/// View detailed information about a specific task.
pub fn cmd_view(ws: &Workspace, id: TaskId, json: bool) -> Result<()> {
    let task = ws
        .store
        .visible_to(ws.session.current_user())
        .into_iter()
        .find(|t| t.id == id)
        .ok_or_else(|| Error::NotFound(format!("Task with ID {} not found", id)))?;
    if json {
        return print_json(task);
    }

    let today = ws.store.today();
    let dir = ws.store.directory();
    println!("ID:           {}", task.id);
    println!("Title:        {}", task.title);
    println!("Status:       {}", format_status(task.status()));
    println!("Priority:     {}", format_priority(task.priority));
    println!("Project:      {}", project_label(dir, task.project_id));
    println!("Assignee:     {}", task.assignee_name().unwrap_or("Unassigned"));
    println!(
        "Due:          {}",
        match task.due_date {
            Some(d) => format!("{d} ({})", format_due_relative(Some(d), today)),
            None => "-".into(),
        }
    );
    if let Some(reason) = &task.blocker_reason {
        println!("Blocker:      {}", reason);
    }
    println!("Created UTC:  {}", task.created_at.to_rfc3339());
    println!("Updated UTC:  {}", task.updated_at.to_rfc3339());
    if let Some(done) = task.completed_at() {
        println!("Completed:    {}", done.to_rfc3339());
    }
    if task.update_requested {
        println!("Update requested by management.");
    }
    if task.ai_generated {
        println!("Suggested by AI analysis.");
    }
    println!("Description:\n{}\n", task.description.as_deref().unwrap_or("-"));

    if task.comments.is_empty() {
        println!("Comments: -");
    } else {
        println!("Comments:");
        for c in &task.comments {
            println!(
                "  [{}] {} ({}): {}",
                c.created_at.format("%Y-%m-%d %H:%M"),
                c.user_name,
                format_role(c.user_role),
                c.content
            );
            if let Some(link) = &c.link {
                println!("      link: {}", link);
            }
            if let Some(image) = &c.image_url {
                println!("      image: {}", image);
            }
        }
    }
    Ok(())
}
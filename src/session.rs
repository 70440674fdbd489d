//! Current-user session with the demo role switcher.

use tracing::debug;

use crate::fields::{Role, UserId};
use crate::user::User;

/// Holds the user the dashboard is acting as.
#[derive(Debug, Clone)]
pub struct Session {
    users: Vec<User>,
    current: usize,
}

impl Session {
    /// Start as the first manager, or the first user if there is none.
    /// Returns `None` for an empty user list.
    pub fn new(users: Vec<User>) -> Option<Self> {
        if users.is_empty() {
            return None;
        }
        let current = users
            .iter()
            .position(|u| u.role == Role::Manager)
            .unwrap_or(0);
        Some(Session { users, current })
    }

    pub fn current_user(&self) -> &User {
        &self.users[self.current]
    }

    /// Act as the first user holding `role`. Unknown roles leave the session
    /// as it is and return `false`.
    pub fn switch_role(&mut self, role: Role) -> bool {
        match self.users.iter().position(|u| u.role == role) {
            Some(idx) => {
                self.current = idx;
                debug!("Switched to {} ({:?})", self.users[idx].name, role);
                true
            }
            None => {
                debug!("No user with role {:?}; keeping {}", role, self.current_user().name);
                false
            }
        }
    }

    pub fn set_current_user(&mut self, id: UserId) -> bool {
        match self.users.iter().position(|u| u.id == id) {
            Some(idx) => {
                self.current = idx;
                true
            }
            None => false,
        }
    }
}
==
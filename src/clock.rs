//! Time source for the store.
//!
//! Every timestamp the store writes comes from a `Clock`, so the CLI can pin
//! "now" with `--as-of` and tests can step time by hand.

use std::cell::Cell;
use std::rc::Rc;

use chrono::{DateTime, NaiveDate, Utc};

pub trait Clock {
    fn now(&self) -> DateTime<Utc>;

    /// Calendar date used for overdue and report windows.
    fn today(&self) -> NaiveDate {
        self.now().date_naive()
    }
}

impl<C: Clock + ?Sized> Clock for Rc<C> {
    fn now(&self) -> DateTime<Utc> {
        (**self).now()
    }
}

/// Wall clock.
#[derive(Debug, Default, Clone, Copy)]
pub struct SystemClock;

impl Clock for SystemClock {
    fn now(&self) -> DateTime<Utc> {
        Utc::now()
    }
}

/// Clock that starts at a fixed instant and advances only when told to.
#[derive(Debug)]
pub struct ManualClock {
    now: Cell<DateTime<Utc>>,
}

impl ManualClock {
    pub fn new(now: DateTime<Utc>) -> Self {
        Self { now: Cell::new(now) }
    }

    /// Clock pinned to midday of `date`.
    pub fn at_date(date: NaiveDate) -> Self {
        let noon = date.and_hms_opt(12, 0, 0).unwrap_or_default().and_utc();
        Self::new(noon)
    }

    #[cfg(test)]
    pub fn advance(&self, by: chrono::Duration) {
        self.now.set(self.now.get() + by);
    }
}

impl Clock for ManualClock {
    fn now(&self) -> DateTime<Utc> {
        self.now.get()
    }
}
--
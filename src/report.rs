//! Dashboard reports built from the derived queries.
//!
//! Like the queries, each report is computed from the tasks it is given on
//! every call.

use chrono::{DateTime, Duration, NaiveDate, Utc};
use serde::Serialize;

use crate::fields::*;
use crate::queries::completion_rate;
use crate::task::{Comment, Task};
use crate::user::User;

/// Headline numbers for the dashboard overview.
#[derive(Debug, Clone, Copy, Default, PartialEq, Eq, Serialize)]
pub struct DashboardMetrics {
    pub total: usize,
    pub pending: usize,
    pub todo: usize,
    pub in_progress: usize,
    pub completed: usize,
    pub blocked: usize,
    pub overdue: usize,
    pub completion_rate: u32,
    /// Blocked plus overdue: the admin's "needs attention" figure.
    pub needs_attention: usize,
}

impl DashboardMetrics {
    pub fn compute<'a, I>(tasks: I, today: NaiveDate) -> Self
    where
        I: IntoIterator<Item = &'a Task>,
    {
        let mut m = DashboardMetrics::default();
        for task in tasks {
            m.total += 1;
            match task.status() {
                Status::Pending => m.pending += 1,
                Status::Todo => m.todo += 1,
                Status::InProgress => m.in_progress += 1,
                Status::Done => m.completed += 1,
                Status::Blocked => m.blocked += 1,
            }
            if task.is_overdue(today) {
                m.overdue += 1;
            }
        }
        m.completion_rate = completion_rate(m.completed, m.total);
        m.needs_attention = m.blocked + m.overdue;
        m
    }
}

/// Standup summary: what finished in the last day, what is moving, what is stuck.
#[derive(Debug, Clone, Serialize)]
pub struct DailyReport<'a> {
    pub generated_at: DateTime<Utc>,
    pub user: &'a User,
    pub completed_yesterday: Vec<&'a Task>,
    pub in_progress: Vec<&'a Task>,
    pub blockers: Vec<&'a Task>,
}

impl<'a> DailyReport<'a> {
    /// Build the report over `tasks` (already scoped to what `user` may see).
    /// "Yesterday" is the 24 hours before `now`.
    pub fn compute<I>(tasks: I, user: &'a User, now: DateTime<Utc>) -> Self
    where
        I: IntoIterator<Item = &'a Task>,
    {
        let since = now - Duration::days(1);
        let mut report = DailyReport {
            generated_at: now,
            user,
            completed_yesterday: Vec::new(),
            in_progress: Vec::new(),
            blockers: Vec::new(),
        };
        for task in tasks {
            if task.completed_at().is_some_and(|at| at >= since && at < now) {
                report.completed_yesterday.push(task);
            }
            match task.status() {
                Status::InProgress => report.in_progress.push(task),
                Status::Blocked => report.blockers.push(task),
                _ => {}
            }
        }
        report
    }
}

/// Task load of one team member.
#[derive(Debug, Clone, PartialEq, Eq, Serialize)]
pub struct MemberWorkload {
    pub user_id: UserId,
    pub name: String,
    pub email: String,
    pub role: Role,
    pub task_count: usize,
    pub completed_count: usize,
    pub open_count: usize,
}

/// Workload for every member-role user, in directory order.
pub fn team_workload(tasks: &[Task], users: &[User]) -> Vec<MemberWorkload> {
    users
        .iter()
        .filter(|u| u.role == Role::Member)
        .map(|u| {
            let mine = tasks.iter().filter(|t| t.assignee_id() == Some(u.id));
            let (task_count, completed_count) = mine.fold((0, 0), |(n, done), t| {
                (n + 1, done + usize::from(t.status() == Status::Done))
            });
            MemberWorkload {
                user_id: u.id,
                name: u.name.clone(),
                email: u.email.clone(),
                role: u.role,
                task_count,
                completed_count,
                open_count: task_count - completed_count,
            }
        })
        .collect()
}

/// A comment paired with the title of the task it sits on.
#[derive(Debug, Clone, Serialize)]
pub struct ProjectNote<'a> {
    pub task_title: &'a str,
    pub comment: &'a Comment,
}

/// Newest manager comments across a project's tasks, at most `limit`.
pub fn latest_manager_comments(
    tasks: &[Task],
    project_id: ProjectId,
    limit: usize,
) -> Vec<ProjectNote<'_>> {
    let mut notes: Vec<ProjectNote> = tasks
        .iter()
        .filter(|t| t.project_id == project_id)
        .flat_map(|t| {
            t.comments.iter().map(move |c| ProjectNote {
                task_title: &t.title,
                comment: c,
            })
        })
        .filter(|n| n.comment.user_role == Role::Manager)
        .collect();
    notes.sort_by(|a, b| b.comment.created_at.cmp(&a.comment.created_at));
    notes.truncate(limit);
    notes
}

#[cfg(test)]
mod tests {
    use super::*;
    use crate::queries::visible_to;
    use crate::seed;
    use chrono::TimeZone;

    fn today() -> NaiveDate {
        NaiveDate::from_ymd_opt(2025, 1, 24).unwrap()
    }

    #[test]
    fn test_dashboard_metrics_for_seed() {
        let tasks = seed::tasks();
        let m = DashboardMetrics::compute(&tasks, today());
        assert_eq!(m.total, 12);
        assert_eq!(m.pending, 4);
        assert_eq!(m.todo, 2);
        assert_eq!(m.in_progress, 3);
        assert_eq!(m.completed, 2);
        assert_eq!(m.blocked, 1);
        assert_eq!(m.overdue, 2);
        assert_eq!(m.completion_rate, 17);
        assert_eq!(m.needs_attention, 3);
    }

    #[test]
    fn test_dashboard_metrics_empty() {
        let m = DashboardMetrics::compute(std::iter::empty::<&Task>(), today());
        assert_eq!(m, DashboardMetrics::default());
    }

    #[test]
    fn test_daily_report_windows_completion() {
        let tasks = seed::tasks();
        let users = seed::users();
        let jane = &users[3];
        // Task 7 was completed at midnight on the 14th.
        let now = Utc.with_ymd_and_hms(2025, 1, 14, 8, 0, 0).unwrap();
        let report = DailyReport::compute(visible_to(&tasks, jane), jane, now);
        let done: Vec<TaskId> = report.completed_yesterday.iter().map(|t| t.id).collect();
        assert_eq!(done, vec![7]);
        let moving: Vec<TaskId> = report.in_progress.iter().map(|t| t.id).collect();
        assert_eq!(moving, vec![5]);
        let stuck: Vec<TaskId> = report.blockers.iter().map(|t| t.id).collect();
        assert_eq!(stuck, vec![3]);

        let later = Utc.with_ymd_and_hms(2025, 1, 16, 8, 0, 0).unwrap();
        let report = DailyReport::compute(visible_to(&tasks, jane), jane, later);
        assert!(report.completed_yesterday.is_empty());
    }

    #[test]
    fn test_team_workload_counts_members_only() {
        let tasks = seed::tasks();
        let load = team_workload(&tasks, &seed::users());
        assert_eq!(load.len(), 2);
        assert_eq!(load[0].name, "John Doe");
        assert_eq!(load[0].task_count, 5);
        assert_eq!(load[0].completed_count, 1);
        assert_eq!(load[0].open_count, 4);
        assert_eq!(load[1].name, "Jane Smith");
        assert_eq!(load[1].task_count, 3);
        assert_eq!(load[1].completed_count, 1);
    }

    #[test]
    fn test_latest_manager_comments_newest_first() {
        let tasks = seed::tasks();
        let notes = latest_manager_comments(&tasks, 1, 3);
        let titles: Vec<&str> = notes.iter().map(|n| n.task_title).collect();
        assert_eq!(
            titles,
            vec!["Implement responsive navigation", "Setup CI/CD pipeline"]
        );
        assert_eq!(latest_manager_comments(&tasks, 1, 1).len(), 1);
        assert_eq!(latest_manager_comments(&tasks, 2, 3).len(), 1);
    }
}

▸ **TASK STATEMENT**
In the entries above, how many lines include the word "today"? Only the number should be given.

▸ **RESPONSE AREA**
8